Marvin Gardens is pleased to present the first New York solo exhibition of Brooklyn based artist Zack Rafuls. What seems at first glance an evenly-paced installation, soon turns into a complex journey through sensitive and nuanced details in image and material. Rafuls’ materials are sui generis, and New York City offers a Babylonian library of found material. Thrift store frying pans full of disparate detritus suspended like insects in amber or Mandarin oranges floating in an aspic mold. Found toothbrushes bound together in cement align to stare at an image of a Brueghel folded into one corner, and gaze at a magnificent explosion in another, like captive audiences forced to stand and consider notions of the sublime.
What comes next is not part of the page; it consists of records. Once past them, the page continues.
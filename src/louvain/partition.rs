//! One level of Louvain local moving over a weighted graph

use super::dense_renumbering;
use crate::graph::WeightedGraph;
use rand::seq::SliceRandom;
use rand::Rng;
use std::collections::BTreeMap;

/// Community assignment of one level graph under local modularity optimization.
///
/// Starts with every node in its own community. `tot[c]` is the sum of the
/// weighted degrees of the members of `c`, `inside[c]` the weight of the edges
/// inside `c` (internal edges counted from both ends, self-loops once).
#[derive(Debug, Clone)]
pub struct Partition<'g> {
    graph: &'g WeightedGraph,
    precision: f64,
    max_passes: Option<usize>,
    order: Vec<usize>,
    n2c: Vec<usize>,
    tot: Vec<f64>,
    inside: Vec<f64>,

    // Scratch for gathering neighbor communities; -1 marks an unseen community
    neigh_weight: Vec<f64>,
    neigh_pos: Vec<usize>,
}

impl<'g> Partition<'g> {
    /// Singleton partition of `graph`. A pass that gains no more than
    /// `precision` modularity ends the level.
    pub fn new(graph: &'g WeightedGraph, precision: f64) -> Self {
        let n = graph.node_count;
        Self {
            graph,
            precision,
            max_passes: None,
            order: (0..n).collect(),
            n2c: (0..n).collect(),
            tot: (0..n).map(|node| graph.weighted_degree(node)).collect(),
            inside: (0..n).map(|node| graph.self_loop_weight(node)).collect(),
            neigh_weight: vec![-1.0; n],
            neigh_pos: Vec::new(),
        }
    }

    /// Stop local moving after this many passes even if modularity still improves
    pub fn with_max_passes(mut self, max_passes: Option<usize>) -> Self {
        self.max_passes = max_passes;
        self
    }

    /// Visit nodes in a random order instead of index order
    pub fn with_shuffled_order<R: Rng + ?Sized>(mut self, rng: &mut R) -> Self {
        self.order.shuffle(rng);
        self
    }

    /// Current community of every node of the level graph
    pub fn node_to_community(&self) -> &[usize] {
        &self.n2c
    }

    /// Newman modularity of the current assignment, zero for an edgeless graph
    pub fn modularity(&self) -> f64 {
        let m2 = self.graph.total_weight();
        if m2 <= 0.0 {
            return 0.0;
        }

        self.tot
            .iter()
            .zip(&self.inside)
            .filter(|(&tot, _)| tot > 0.0)
            .map(|(&tot, &inside)| inside / m2 - (tot / m2) * (tot / m2))
            .sum()
    }

    /// Move nodes between neighboring communities until a pass stops paying off.
    ///
    /// Returns whether any node changed community.
    pub fn one_level(&mut self) -> bool {
        let graph = self.graph;
        let m2 = graph.total_weight();
        if m2 <= 0.0 {
            return false;
        }

        let mut improvement = false;
        let mut new_mod = self.modularity();
        let mut passes = 0;

        loop {
            let cur_mod = new_mod;
            let mut moves = 0;
            passes += 1;

            for idx in 0..self.order.len() {
                let node = self.order[idx];
                let node_comm = self.n2c[node];
                let w_degree = graph.weighted_degree(node);

                self.gather_neighbor_communities(node);
                let own_links = self.neigh_weight[node_comm];
                self.remove(node, node_comm, own_links);

                let mut best_comm = node_comm;
                let mut best_links = own_links;
                let mut best_increase = 0.0;
                for &comm in &self.neigh_pos {
                    let links = self.neigh_weight[comm];
                    let increase = links - self.tot[comm] * w_degree / m2;
                    if increase > best_increase {
                        best_comm = comm;
                        best_links = links;
                        best_increase = increase;
                    }
                }

                self.insert(node, best_comm, best_links);
                if best_comm != node_comm {
                    moves += 1;
                }
            }

            new_mod = self.modularity();
            if moves > 0 {
                improvement = true;
            }

            log::trace!(
                "pass {}: {} moves, modularity {:.6} -> {:.6}",
                passes,
                moves,
                cur_mod,
                new_mod
            );

            let exhausted = self.max_passes.map_or(false, |max| passes >= max);
            if moves == 0 || new_mod - cur_mod <= self.precision || exhausted {
                break;
            }
        }

        improvement
    }

    /// Collapse every community into one node. Communities are numbered densely
    /// in ascending id order; intra-community weight becomes a self-loop.
    pub fn partition_to_graph(&self) -> WeightedGraph {
        let (renumber, community_count) = dense_renumbering(&self.n2c);

        let mut adjacency: Vec<BTreeMap<u32, f64>> = vec![BTreeMap::new(); community_count];
        for (node, &comm) in self.n2c.iter().enumerate() {
            let from = renumber[comm];
            for (neighbor, weight) in self.graph.neighbors(node) {
                let to = renumber[self.n2c[neighbor]] as u32;
                *adjacency[from].entry(to).or_insert(0.0) += weight;
            }
        }

        WeightedGraph::from_adjacency(adjacency)
    }

    /// Collect the communities adjacent to `node` with the link weight towards
    /// each. The node's own community always comes first.
    fn gather_neighbor_communities(&mut self, node: usize) {
        for &comm in &self.neigh_pos {
            self.neigh_weight[comm] = -1.0;
        }
        self.neigh_pos.clear();

        let own = self.n2c[node];
        self.neigh_weight[own] = 0.0;
        self.neigh_pos.push(own);

        for (neighbor, weight) in self.graph.neighbors(node) {
            if neighbor == node {
                continue;
            }
            let comm = self.n2c[neighbor];
            if self.neigh_weight[comm] < 0.0 {
                self.neigh_weight[comm] = 0.0;
                self.neigh_pos.push(comm);
            }
            self.neigh_weight[comm] += weight;
        }
    }

    fn remove(&mut self, node: usize, comm: usize, links: f64) {
        self.tot[comm] -= self.graph.weighted_degree(node);
        self.inside[comm] -= 2.0 * links + self.graph.self_loop_weight(node);
    }

    fn insert(&mut self, node: usize, comm: usize, links: f64) {
        self.tot[comm] += self.graph.weighted_degree(node);
        self.inside[comm] += 2.0 * links + self.graph.self_loop_weight(node);
        self.n2c[node] = comm;
    }
}

#[cfg(test)]
mod tests {
    use super::*;
    use rand::rngs::StdRng;
    use rand::SeedableRng;

    fn two_triangles() -> WeightedGraph {
        WeightedGraph::from_edges(
            6,
            [
                (0, 1, 1.0),
                (1, 2, 1.0),
                (0, 2, 1.0),
                (3, 4, 1.0),
                (4, 5, 1.0),
                (3, 5, 1.0),
            ],
        )
        .unwrap()
    }

    #[test]
    fn singleton_modularity_of_triangles() {
        let g = two_triangles();
        let p = Partition::new(&g, 0.01);
        // Each node: tot = 2, m2 = 12, inside = 0
        let expected = -6.0 * (2.0f64 / 12.0).powi(2);
        assert!((p.modularity() - expected).abs() < 1e-12);
    }

    #[test]
    fn one_level_merges_each_triangle() {
        let g = two_triangles();
        let mut p = Partition::new(&g, 0.01);
        assert!(p.one_level());

        let n2c = p.node_to_community();
        assert_eq!(n2c[0], n2c[1]);
        assert_eq!(n2c[1], n2c[2]);
        assert_eq!(n2c[3], n2c[4]);
        assert_eq!(n2c[4], n2c[5]);
        assert_ne!(n2c[0], n2c[3]);
        assert!((p.modularity() - 0.5).abs() < 1e-12);
    }

    #[test]
    fn shuffled_order_finds_the_same_split() {
        let g = two_triangles();
        let mut rng = StdRng::seed_from_u64(7);
        let mut p = Partition::new(&g, 0.01).with_shuffled_order(&mut rng);
        assert!(p.one_level());
        assert!((p.modularity() - 0.5).abs() < 1e-12);
    }

    #[test]
    fn aggregation_preserves_total_weight() {
        let g = two_triangles();
        let mut p = Partition::new(&g, 0.01);
        p.one_level();

        let coarse = p.partition_to_graph();
        assert_eq!(coarse.node_count, 2);
        assert_eq!(coarse.total_weight(), g.total_weight());
        assert_eq!(coarse.self_loop_weight(0), 6.0);
        assert_eq!(coarse.self_loop_weight(1), 6.0);
        assert!(!coarse.has_edge(0, 1));

        // Modularity is unchanged by aggregation
        let lifted = Partition::new(&coarse, 0.01);
        assert!((lifted.modularity() - p.modularity()).abs() < 1e-12);
    }

    #[test]
    fn edgeless_graph_never_improves() {
        let g = WeightedGraph::edgeless(3);
        let mut p = Partition::new(&g, 0.01);
        assert!(!p.one_level());
        assert_eq!(p.modularity(), 0.0);
        assert_eq!(p.node_to_community(), &[0, 1, 2]);
    }

    #[test]
    fn max_passes_bounds_local_moving() {
        let g = two_triangles();
        let mut p = Partition::new(&g, 0.0).with_max_passes(Some(1));
        assert!(p.one_level());
    }
}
Rafuls’ dimensional objects (even when they’re flat) are always in conversation with his enticing two-dimensional source material and inspirations. He includes landscape, still life, photography and literature, abstraction, conceptualism, and referents from High Modernism to cave painting. Puncturing and subtracting or piling and compiling his surfaces, whether composition books screen-printed on wood, (recalling again the artist’s sketchbooks), or adding deceptively lush layers of tinted Styrofoam, simultaneously reproving Duchamp’s goof that there is no such thing as a law of chance.
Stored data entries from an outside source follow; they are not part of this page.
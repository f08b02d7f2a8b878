//! Progress reporting for the multilevel optimizer

use std::time::Instant;

/// Size of the graph a level starts from
#[derive(Debug, Clone, Copy, PartialEq)]
pub struct LevelStats {
    pub level: usize,
    pub nodes: usize,
    pub edges: usize,
    pub total_weight: f64,
}

/// What a level achieved
#[derive(Debug, Clone, Copy, PartialEq)]
pub struct LevelReport {
    pub level: usize,
    /// Index of the attempt that was kept
    pub winner: usize,
    pub modularity_before: f64,
    pub modularity_after: f64,
    pub improved: bool,
}

/// Receives progress from [`LouvainEvaluator`](super::LouvainEvaluator).
/// All methods default to doing nothing.
pub trait LevelObserver {
    fn level_started(&mut self, _stats: &LevelStats) {}

    fn level_finished(&mut self, _report: &LevelReport) {}

    fn converged(&mut self, _levels: usize, _modularity: f64) {}
}

/// Discards all progress
#[derive(Debug, Default, Clone, Copy)]
pub struct NoopObserver;

impl LevelObserver for NoopObserver {}

/// Reports progress through the `log` facade with per-level timings.
/// Verbose observers log at info level, quiet ones at debug.
#[derive(Debug)]
pub struct LogObserver {
    verbose: bool,
    started: Instant,
    level_started: Instant,
}

impl LogObserver {
    pub fn new(verbose: bool) -> Self {
        let now = Instant::now();
        Self {
            verbose,
            started: now,
            level_started: now,
        }
    }

    fn level(&self) -> log::Level {
        if self.verbose {
            log::Level::Info
        } else {
            log::Level::Debug
        }
    }
}

impl LevelObserver for LogObserver {
    fn level_started(&mut self, stats: &LevelStats) {
        self.level_started = Instant::now();
        log::log!(
            self.level(),
            "level {}: network size {} nodes, {} links, {} weight",
            stats.level,
            stats.nodes,
            stats.edges,
            stats.total_weight
        );
    }

    fn level_finished(&mut self, report: &LevelReport) {
        log::log!(
            self.level(),
            "level {}: attempt {} kept, modularity {:.6} -> {:.6} in {:?}",
            report.level,
            report.winner,
            report.modularity_before,
            report.modularity_after,
            self.level_started.elapsed()
        );
    }

    fn converged(&mut self, levels: usize, modularity: f64) {
        log::info!(
            "Louvain converged after {} levels with modularity {:.6} in {:?}",
            levels,
            modularity,
            self.started.elapsed()
        );
    }
}
//! Multilevel Louvain community detection
//!
//! Each level runs several independent local-moving attempts over the same
//! level graph, keeps the attempt with the highest modularity, collapses its
//! communities into the next level graph and refines the assignment of the
//! original vertices. The first level whose best attempt moves no node ends
//! the run.

pub mod community;
pub mod evaluator;
pub mod observer;
pub mod partition;

pub use community::Community;
pub use evaluator::{ClusteringOutcome, LouvainEvaluator};
pub use observer::{LevelObserver, LevelReport, LevelStats, LogObserver, NoopObserver};
pub use partition::Partition;

/// Dense zero-based ids for the communities that have at least one member.
///
/// Returns the old-id → new-id table (unused ids map to `usize::MAX`) and the
/// number of surviving communities. Surviving ids keep their ascending order.
/// Community ids must be smaller than `assignment.len()`.
pub(crate) fn dense_renumbering(assignment: &[usize]) -> (Vec<usize>, usize) {
    let mut used = vec![false; assignment.len()];
    for &comm in assignment {
        used[comm] = true;
    }

    let mut renumber = vec![usize::MAX; assignment.len()];
    let mut next = 0;
    for (comm, _) in used.iter().enumerate().filter(|(_, &u)| u) {
        renumber[comm] = next;
        next += 1;
    }

    (renumber, next)
}

/// Push the level winner's assignment through the input-vertex mapping.
///
/// `node_to_community[v]` holds the level-graph node of original vertex `v`;
/// afterwards it holds that node's community, densely renumbered, which is
/// also the node id in the next level graph.
pub(crate) fn compose_and_renumber(node_to_community: &mut [usize], level_assignment: &[usize]) {
    let (renumber, _) = dense_renumbering(level_assignment);
    for comm in node_to_community.iter_mut() {
        *comm = renumber[level_assignment[*comm]];
    }
}
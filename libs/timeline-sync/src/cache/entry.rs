//! Per-feed cache entry and its merge rules
//!
//! An [`EntrySlot`] wraps the visible [`CacheEntry`] with bookkeeping:
//! - a revision bumped on every write, used for compare-and-swap rollback
//! - the revision of the latest local write per item id, so a fetch that
//!   started earlier never clobbers an optimistic write
//! - tombstones for locally removed ids, so late fetches never resurrect them
//! - an invalidation epoch, so a fetch that started before `invalidate`
//!   does not clear the stale mark
//!
//! Fetches are single-flight per key, so once a fetch settles every write
//! recorded before it started is pruned from the bookkeeping.

use crate::model::{Item, Page};
use crate::paginator::FetchDirection;
use serde::{Deserialize, Serialize};
use std::collections::{HashMap, HashSet};

/// Visible state of one feed
#[derive(Debug, Clone, Default, PartialEq, Serialize, Deserialize)]
pub struct CacheEntry {
    pub pages: Vec<Page>,
    pub stale: bool,
}

impl CacheEntry {
    pub fn items(&self) -> impl Iterator<Item = &Item> {
        self.pages.iter().flat_map(|p| p.items.iter())
    }

    pub fn contains(&self, id: &str) -> bool {
        self.items().any(|item| item.id() == id)
    }

    pub fn find(&self, id: &str) -> Option<&Item> {
        self.items().find(|item| item.id() == id)
    }

    fn position(&self, id: &str) -> Option<(usize, usize)> {
        self.pages.iter().enumerate().find_map(|(p, page)| {
            page.items
                .iter()
                .position(|item| item.id() == id)
                .map(|i| (p, i))
        })
    }

    fn find_mut(&mut self, id: &str) -> Option<&mut Item> {
        self.pages
            .iter_mut()
            .flat_map(|p| p.items.iter_mut())
            .find(|item| item.id() == id)
    }

    pub fn has_next(&self) -> bool {
        self.pages
            .last()
            .map(|p| p.next_cursor.is_some())
            .unwrap_or(false)
    }

    pub fn len(&self) -> usize {
        self.pages.iter().map(|p| p.items.len()).sum()
    }

    pub fn is_empty(&self) -> bool {
        self.len() == 0
    }
}

/// Result of a per-item transform
#[derive(Debug, Clone, Copy, PartialEq, Eq)]
pub enum ItemEdit {
    Unchanged,
    Modified,
    Remove,
}

/// Item ids a write changed
#[derive(Debug, Clone, Default, PartialEq, Eq)]
pub struct Touched {
    pub modified: Vec<String>,
    pub removed: Vec<String>,
}

impl Touched {
    pub fn is_empty(&self) -> bool {
        self.modified.is_empty() && self.removed.is_empty()
    }

    fn ids(&self) -> impl Iterator<Item = &String> {
        self.modified.iter().chain(self.removed.iter())
    }
}

/// Where a fetch started, captured before the transport call
#[derive(Debug, Clone, Copy, Default, PartialEq, Eq)]
pub struct FetchStart {
    pub revision: u64,
    pub epoch: u64,
}

/// How a rollback was carried out
#[derive(Debug, Clone, Copy, PartialEq, Eq)]
pub enum RestoreMode {
    /// Nothing else wrote the entry; the snapshot was put back whole
    Verbatim,
    /// A later write landed; only the touched items were reverted
    Targeted,
}

#[derive(Debug, Default)]
pub(crate) struct EntrySlot {
    pub(crate) entry: CacheEntry,
    pub(crate) revision: u64,
    /// At least one fetch has settled into this entry
    pub(crate) loaded: bool,
    /// The latest fetch failed and nothing has settled since
    pub(crate) failed: bool,
    epoch: u64,
    local_writes: HashMap<String, u64>,
    /// Locally removed id -> revision of the removal
    tombstones: HashMap<String, u64>,
}

impl EntrySlot {
    pub(crate) fn fetch_start(&self) -> FetchStart {
        FetchStart {
            revision: self.revision,
            epoch: self.epoch,
        }
    }

    fn record_local_write(&mut self, touched: &Touched) {
        self.revision += 1;
        for id in &touched.modified {
            self.local_writes.insert(id.clone(), self.revision);
        }
        for id in &touched.removed {
            self.local_writes.insert(id.clone(), self.revision);
            self.tombstones.insert(id.clone(), self.revision);
        }
    }

    /// Run `edit` over every item; returns what changed
    pub(crate) fn apply_items(&mut self, edit: &mut dyn FnMut(&mut Item) -> ItemEdit) -> Touched {
        let mut touched = Touched::default();
        for page in &mut self.entry.pages {
            page.items.retain_mut(|item| match edit(item) {
                ItemEdit::Unchanged => true,
                ItemEdit::Modified => {
                    touched.modified.push(item.id().to_string());
                    true
                }
                ItemEdit::Remove => {
                    touched.removed.push(item.id().to_string());
                    false
                }
            });
        }
        if !touched.is_empty() {
            self.record_local_write(&touched);
        }
        touched
    }

    /// Arbitrary entry transform; changes are found by diffing
    pub(crate) fn apply_entry(&mut self, transform: impl FnOnce(&mut CacheEntry)) -> Touched {
        let before = self.entry.clone();
        transform(&mut self.entry);

        let before_items: HashMap<&str, &Item> = before.items().map(|i| (i.id(), i)).collect();
        let after_ids: HashSet<&str> = self.entry.items().map(Item::id).collect();

        let mut touched = Touched::default();
        for item in self.entry.items() {
            match before_items.get(item.id()) {
                Some(old) if *old == item => {}
                _ => touched.modified.push(item.id().to_string()),
            }
        }
        for id in before_items.keys() {
            if !after_ids.contains(id) {
                touched.removed.push(id.to_string());
            }
        }

        if !touched.is_empty() || before.pages != self.entry.pages {
            self.record_local_write(&touched);
        }
        touched
    }

    pub(crate) fn invalidate(&mut self) {
        self.entry.stale = true;
        self.failed = false;
        self.epoch += 1;
    }

    pub(crate) fn fetch_failed(&mut self) {
        self.failed = true;
    }

    /// Put pre-mutation state back.
    ///
    /// Verbatim when the entry has not been written since `applied_revision`,
    /// otherwise only the touched ids are reverted from `snapshot`. The stale
    /// mark is never taken from the snapshot; `invalidate` does not bump the
    /// revision, so an invalidation during the mutation must survive.
    pub(crate) fn restore(
        &mut self,
        snapshot: &CacheEntry,
        applied_revision: u64,
        touched: &Touched,
    ) -> RestoreMode {
        let mode = if self.revision == applied_revision {
            self.entry.pages = snapshot.pages.clone();
            RestoreMode::Verbatim
        } else {
            for id in &touched.modified {
                if let (Some(original), Some(current)) = (snapshot.find(id), self.entry.find_mut(id)) {
                    *current = original.clone();
                }
            }
            for id in &touched.removed {
                if self.entry.contains(id) {
                    continue;
                }
                if let (Some((p, i)), Some(original)) = (snapshot.position(id), snapshot.find(id)) {
                    self.reinsert(p, i, original.clone());
                }
            }
            RestoreMode::Targeted
        };

        for id in &touched.removed {
            self.tombstones.remove(id);
        }
        let restored = Touched {
            modified: touched.ids().cloned().collect(),
            removed: Vec::new(),
        };
        self.record_local_write(&restored);
        mode
    }

    fn reinsert(&mut self, page: usize, index: usize, item: Item) {
        if self.entry.pages.is_empty() {
            self.entry.pages.push(Page::default());
        }
        let page = page.min(self.entry.pages.len() - 1);
        let items = &mut self.entry.pages[page].items;
        let index = index.min(items.len());
        items.insert(index, item);
    }

    /// Fold a fetched page into the entry by id.
    ///
    /// Returns the number of items that were new to the entry.
    pub(crate) fn settle(&mut self, direction: FetchDirection, page: Page, start: FetchStart) -> usize {
        let Page { items, next_cursor } = page;

        // Ids locally written after the fetch started keep their local copy
        let written_after = |id: &str| {
            self.local_writes
                .get(id)
                .map(|&rev| rev > start.revision)
                .unwrap_or(false)
        };

        let incoming: Vec<(Item, bool)> = items
            .into_iter()
            .filter(|item| !self.tombstones.contains_key(item.id()))
            .map(|item| {
                let keep_local = written_after(item.id());
                (item, keep_local)
            })
            .collect();

        let new_items = match direction {
            FetchDirection::Next => self.settle_next(incoming, next_cursor),
            FetchDirection::Newest => self.settle_newest(incoming, next_cursor),
        };

        if direction == FetchDirection::Newest && self.epoch == start.epoch {
            self.entry.stale = false;
        }
        self.loaded = true;
        self.failed = false;
        self.revision += 1;
        self.prune(start);
        new_items
    }

    /// Drop bookkeeping no later fetch can need: the next fetch of this key
    /// starts after this one settled
    fn prune(&mut self, start: FetchStart) {
        self.local_writes.retain(|_, rev| *rev > start.revision);
        self.tombstones.retain(|_, rev| *rev > start.revision);
    }

    fn settle_next(&mut self, incoming: Vec<(Item, bool)>, next_cursor: Option<crate::ports::Cursor>) -> usize {
        let mut fresh = Vec::with_capacity(incoming.len());
        for (item, keep_local) in incoming {
            match self.entry.find_mut(item.id()) {
                // Page-boundary overlap: adopt the newer copy in place
                Some(existing) => {
                    if !keep_local && *existing != item {
                        adopt(existing, item);
                    }
                }
                None => fresh.push(item),
            }
        }
        let added = fresh.len();
        self.entry.pages.push(Page::new(fresh, next_cursor));
        added
    }

    fn settle_newest(&mut self, incoming: Vec<(Item, bool)>, next_cursor: Option<crate::ports::Cursor>) -> usize {
        let mut first = Vec::with_capacity(incoming.len());
        let mut added = 0;
        for (item, keep_local) in incoming {
            match self.entry.find(item.id()) {
                Some(existing) if keep_local => first.push(existing.clone()),
                Some(_) => first.push(item),
                None => {
                    added += 1;
                    first.push(item);
                }
            }
        }

        let fresh_ids: HashSet<String> = first.iter().map(|i| i.id().to_string()).collect();
        let mut pages = vec![Page::new(first, next_cursor)];
        pages.extend(self.entry.pages.drain(..).skip(1).map(|mut page| {
            page.items.retain(|item| !fresh_ids.contains(item.id()));
            page
        }));
        self.entry.pages = pages;
        added
    }
}

/// Replace `existing` with `incoming`, keeping the pinned mark of a copy
/// that came from the account's pinned sub-feed
fn adopt(existing: &mut Item, mut incoming: Item) {
    if let (Item::Status(old), Item::Status(new)) = (&*existing, &mut incoming) {
        new.shown_pinned |= old.shown_pinned;
    }
    *existing = incoming;
}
Often coupling ideas, sometimes twice, pairing, and multiplying, Rafuls’ works keep themselves company by being deeply personal. There is gravity, sadness and humanity in the way he looks at the world. His two suites of drawings both contain imagery directly related to recent losses. Rubbings from books in his father’s library, who passed away from cancer in 2020. Another drawing repeats a photograph taken in the kitchen of a recently deceased friend’s childhood home; a ceramic handprint from kindergarten, lovingly maintained on his grieving mother’s refrigerator. That hand signifies so empathically the one thing we didn’t know we could miss so much: a simple human connection. Sometimes it remains elusive.